MicroRNA-138 inhibits hypoxia-induced proliferation of endothelial progenitor cells via inhibition of HIF-1α-mediated MAPK and AKT signaling.

Abstract

Endothelial progenitor cells (EPCs) participate in angiogenesis by differentiating into endothelial cells (ECs) and may be developed to treat ischemia/reperfusion injury. MicroRNAs (miRs) are a type of non-coding RNA that are 18-25 nucleotides in length and serve a role in angiogenesis. It has been demonstrated that miR-138 regulates hypoxia-induced EC dysfunction. However, to the best of our knowledge, the exact role of miR-138 in the regulation of hypoxia-induced EPCs has not previously been reported. In the present study, data collected from an MTT assay indicated that hypoxia treatment enhanced EPC proliferation, which was accompanied by an upregulation of hypoxia-inducible factor 1α (HIF-1α) expression. miR-138 overexpression inhibited hypoxia-induced EPC proliferation and induced cell cycle arrest at the G1 stage. A mechanistic investigation revealed that miR-138 negatively regulated HIF-1α protein levels but did not affect HIF-1α mRNA levels in EPCs.

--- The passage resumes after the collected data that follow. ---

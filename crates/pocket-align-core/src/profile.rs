//! Detection profiles: named image-processing parameters and acceptance filters.

use serde::{Deserialize, Serialize};

/// Shape family a profile looks for. Selects which size filters apply.
#[derive(Clone, Copy, Debug, Default, PartialEq, Eq, Serialize, Deserialize)]
#[serde(rename_all = "snake_case")]
pub enum ShapeMethod {
    /// Area plus width and height ranges.
    #[default]
    Rect,
    /// Area plus a diameter range (measured as bounding-box width).
    Circle,
}

/// Spatial mask applied around the image center before thresholding.
#[derive(Clone, Copy, Debug, Default, PartialEq, Eq, Serialize, Deserialize)]
#[serde(rename_all = "snake_case")]
pub enum MaskKind {
    #[default]
    None,
    Rect,
    Circle,
}

#[derive(Clone, Copy, Debug, PartialEq, Eq, Serialize, Deserialize)]
#[serde(default)]
pub struct MaskSpec {
    pub kind: MaskKind,
    /// Rectangle width, or circle diameter.
    pub width: u32,
    /// Rectangle height. Ignored for circles.
    pub height: u32,
}

impl Default for MaskSpec {
    fn default() -> Self {
        Self {
            kind: MaskKind::None,
            width: 600,
            height: 600,
        }
    }
}

impl MaskSpec {
    #[inline]
    pub fn diameter(&self) -> u32 {
        self.width
    }
}

/// Global threshold settings.
///
/// Pixels brighter than `low` become `high` (or `0` when inverted); all
/// others become `0` (or `high`). `high` is therefore the foreground value
/// written into the binary image, not a second cut.
#[derive(Clone, Copy, Debug, PartialEq, Eq, Serialize, Deserialize)]
#[serde(default)]
pub struct ThresholdSpec {
    pub low: u8,
    pub high: u8,
    pub invert: bool,
}

impl Default for ThresholdSpec {
    fn default() -> Self {
        Self {
            low: 100,
            high: 255,
            invert: false,
        }
    }
}

/// Acceptance ranges for contour candidates, in pixels. All bounds inclusive.
#[derive(Clone, Copy, Debug, PartialEq, Serialize, Deserialize)]
#[serde(default)]
pub struct SizeFilter {
    pub min_area: f64,
    pub max_area: f64,
    pub min_width: u32,
    pub max_width: u32,
    pub min_height: u32,
    pub max_height: u32,
    pub min_diameter: u32,
    pub max_diameter: u32,
}

impl Default for SizeFilter {
    fn default() -> Self {
        Self {
            min_area: 100.0,
            max_area: 10_000.0,
            min_width: 10,
            max_width: 800,
            min_height: 10,
            max_height: 800,
            min_diameter: 10,
            max_diameter: 500,
        }
    }
}

/// Largest accepted mask width or height, in pixels.
pub const MAX_MASK_SIZE: u32 = 16_384;

/// Largest accepted Gaussian kernel size.
pub const MAX_BLUR_SIZE: u32 = 255;

/// Profile validation errors.
#[derive(thiserror::Error, Debug, Clone, PartialEq)]
pub enum ProfileError {
    #[error("profile name must not be empty")]
    EmptyName,
    #[error("{field}: min ({min}) must not exceed max ({max})")]
    InvertedRange {
        field: &'static str,
        min: f64,
        max: f64,
    },
    #[error("mask size must be > 0 (got {width}x{height})")]
    EmptyMask { width: u32, height: u32 },
    #[error("mask size {width}x{height} exceeds {max}")]
    MaskTooLarge { width: u32, height: u32, max: u32 },
    #[error("blur size {size} exceeds {max}")]
    BlurTooLarge { size: u32, max: u32 },
    #[error("brightness/contrast must be finite")]
    NonFiniteAdjustment,
}

/// Named bundle of image-processing parameters for one part shape.
#[derive(Clone, Debug, PartialEq, Serialize, Deserialize)]
#[serde(default)]
pub struct DetectionProfile {
    pub name: String,
    pub method: ShapeMethod,
    /// Additive software brightness, roughly -100..100.
    pub brightness: f64,
    /// Software contrast in percent, roughly -100..100.
    pub contrast: f64,
    /// Hardware exposure override. Absent or negative means "leave the
    /// camera alone".
    #[serde(skip_serializing_if = "Option::is_none")]
    pub camera_exposure: Option<i32>,
    /// Gaussian kernel size; `0` disables blurring, even sizes are rounded up.
    pub blur_size: u32,
    pub threshold: ThresholdSpec,
    pub mask: MaskSpec,
    pub filter: SizeFilter,
}

impl Default for DetectionProfile {
    fn default() -> Self {
        Self::new("Default")
    }
}

impl DetectionProfile {
    pub fn new(name: impl Into<String>) -> Self {
        Self {
            name: name.into(),
            method: ShapeMethod::Rect,
            brightness: 0.0,
            contrast: 0.0,
            camera_exposure: None,
            blur_size: 0,
            threshold: ThresholdSpec::default(),
            mask: MaskSpec::default(),
            filter: SizeFilter::default(),
        }
    }

    /// Exposure value to force on the camera, if any.
    pub fn exposure_override(&self) -> Option<i32> {
        self.camera_exposure.filter(|v| *v >= 0)
    }

    /// Odd Gaussian kernel size, or `None` when blurring is off.
    pub fn blur_kernel(&self) -> Option<u32> {
        (self.blur_size > 0).then_some(self.blur_size | 1)
    }

    /// Multiplicative gain derived from `contrast`.
    #[inline]
    pub fn contrast_gain(&self) -> f64 {
        1.0 + self.contrast / 100.0
    }

    /// `true` when brightness/contrast leave pixels untouched.
    pub fn is_identity_adjustment(&self) -> bool {
        self.brightness == 0.0 && self.contrast == 0.0
    }

    pub fn validate(&self) -> Result<(), ProfileError> {
        if self.name.trim().is_empty() {
            return Err(ProfileError::EmptyName);
        }
        if !self.brightness.is_finite() || !self.contrast.is_finite() {
            return Err(ProfileError::NonFiniteAdjustment);
        }
        let f = &self.filter;
        check_range("area", f.min_area, f.max_area)?;
        match self.method {
            ShapeMethod::Rect => {
                check_range("width", f.min_width as f64, f.max_width as f64)?;
                check_range("height", f.min_height as f64, f.max_height as f64)?;
            }
            ShapeMethod::Circle => {
                check_range("diameter", f.min_diameter as f64, f.max_diameter as f64)?;
            }
        }
        let m = &self.mask;
        let empty = match m.kind {
            MaskKind::None => false,
            MaskKind::Rect => m.width == 0 || m.height == 0,
            MaskKind::Circle => m.width == 0,
        };
        if empty {
            return Err(ProfileError::EmptyMask {
                width: m.width,
                height: m.height,
            });
        }
        let oversized = match m.kind {
            MaskKind::None => false,
            MaskKind::Rect => m.width > MAX_MASK_SIZE || m.height > MAX_MASK_SIZE,
            MaskKind::Circle => m.width > MAX_MASK_SIZE,
        };
        if oversized {
            return Err(ProfileError::MaskTooLarge {
                width: m.width,
                height: m.height,
                max: MAX_MASK_SIZE,
            });
        }
        if self.blur_size > MAX_BLUR_SIZE {
            return Err(ProfileError::BlurTooLarge {
                size: self.blur_size,
                max: MAX_BLUR_SIZE,
            });
        }
        Ok(())
    }
}

fn check_range(field: &'static str, min: f64, max: f64) -> Result<(), ProfileError> {
    if min > max || !min.is_finite() || !max.is_finite() {
        return Err(ProfileError::InvertedRange { field, min, max });
    }
    Ok(())
}

#[cfg(test)]
mod tests {
    use super::*;

    #[test]
    fn blur_kernel_is_forced_odd() {
        let mut p = DetectionProfile::new("p");
        assert_eq!(p.blur_kernel(), None);
        p.blur_size = 4;
        assert_eq!(p.blur_kernel(), Some(5));
        p.blur_size = 5;
        assert_eq!(p.blur_kernel(), Some(5));
    }

    #[test]
    fn negative_exposure_means_ignore() {
        let mut p = DetectionProfile::new("p");
        p.camera_exposure = Some(-1);
        assert_eq!(p.exposure_override(), None);
        p.camera_exposure = Some(0);
        assert_eq!(p.exposure_override(), Some(0));
    }

    #[test]
    fn validate_rejects_inverted_ranges() {
        let mut p = DetectionProfile::new("p");
        p.filter.min_area = 500.0;
        p.filter.max_area = 100.0;
        assert!(matches!(
            p.validate(),
            Err(ProfileError::InvertedRange { field: "area", .. })
        ));
    }

    #[test]
    fn circle_profiles_skip_height_range() {
        let mut p = DetectionProfile::new("round");
        p.method = ShapeMethod::Circle;
        p.filter.min_height = 900;
        p.filter.max_height = 1;
        assert!(p.validate().is_ok());
    }

    #[test]
    fn validate_rejects_empty_mask_and_name() {
        let mut p = DetectionProfile::new("  ");
        assert_eq!(p.validate(), Err(ProfileError::EmptyName));
        p.name = "m".into();
        p.mask = MaskSpec {
            kind: MaskKind::Circle,
            width: 0,
            height: 10,
        };
        assert!(matches!(p.validate(), Err(ProfileError::EmptyMask { .. })));
    }

    #[test]
    fn validate_bounds_mask_and_blur_sizes() {
        let mut p = DetectionProfile::new("big");
        p.mask = MaskSpec {
            kind: MaskKind::Circle,
            width: u32::MAX,
            height: 0,
        };
        assert!(matches!(p.validate(), Err(ProfileError::MaskTooLarge { .. })));
        p.mask.kind = MaskKind::Rect;
        p.mask.width = MAX_MASK_SIZE;
        p.mask.height = MAX_MASK_SIZE + 1;
        assert!(matches!(p.validate(), Err(ProfileError::MaskTooLarge { .. })));
        p.mask.height = MAX_MASK_SIZE;
        assert!(p.validate().is_ok());

        // unused mask sizes are not checked
        p.mask = MaskSpec {
            kind: MaskKind::None,
            width: u32::MAX,
            height: u32::MAX,
        };
        assert!(p.validate().is_ok());

        p.blur_size = MAX_BLUR_SIZE + 1;
        assert_eq!(
            p.validate(),
            Err(ProfileError::BlurTooLarge {
                size: MAX_BLUR_SIZE + 1,
                max: MAX_BLUR_SIZE
            })
        );
    }

    #[test]
    fn missing_fields_fall_back_to_defaults() {
        let p: DetectionProfile = toml::from_str("name = \"Tape8\"\nmethod = \"circle\"\n")
            .expect("parse");
        assert_eq!(p.name, "Tape8");
        assert_eq!(p.method, ShapeMethod::Circle);
        assert_eq!(p.threshold, ThresholdSpec::default());
        assert_eq!(p.filter, SizeFilter::default());
        assert_eq!(p.camera_exposure, None);
    }
}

Moreover, results from a dual luciferase reporter assay demonstrated that HIF-1α was a direct target of miR-138 in EPCs. Furthermore, upregulation of miR-138 suppressed the hypoxia-induced upregulation of HIF-1α. Downstream factors of HIF-1α were also investigated and it was observed that the upregulation of miR-138 inhibited the hypoxia-induced upregulation of vascular endothelial growth factor, as well as the activity of mitogen-activated protein kinase and AKT signaling in EPCs. In summary, the present study suggested that miR-138 inhibits hypoxia-induced EPC proliferation, possibly by inhibiting HIF-1α-mediated signaling.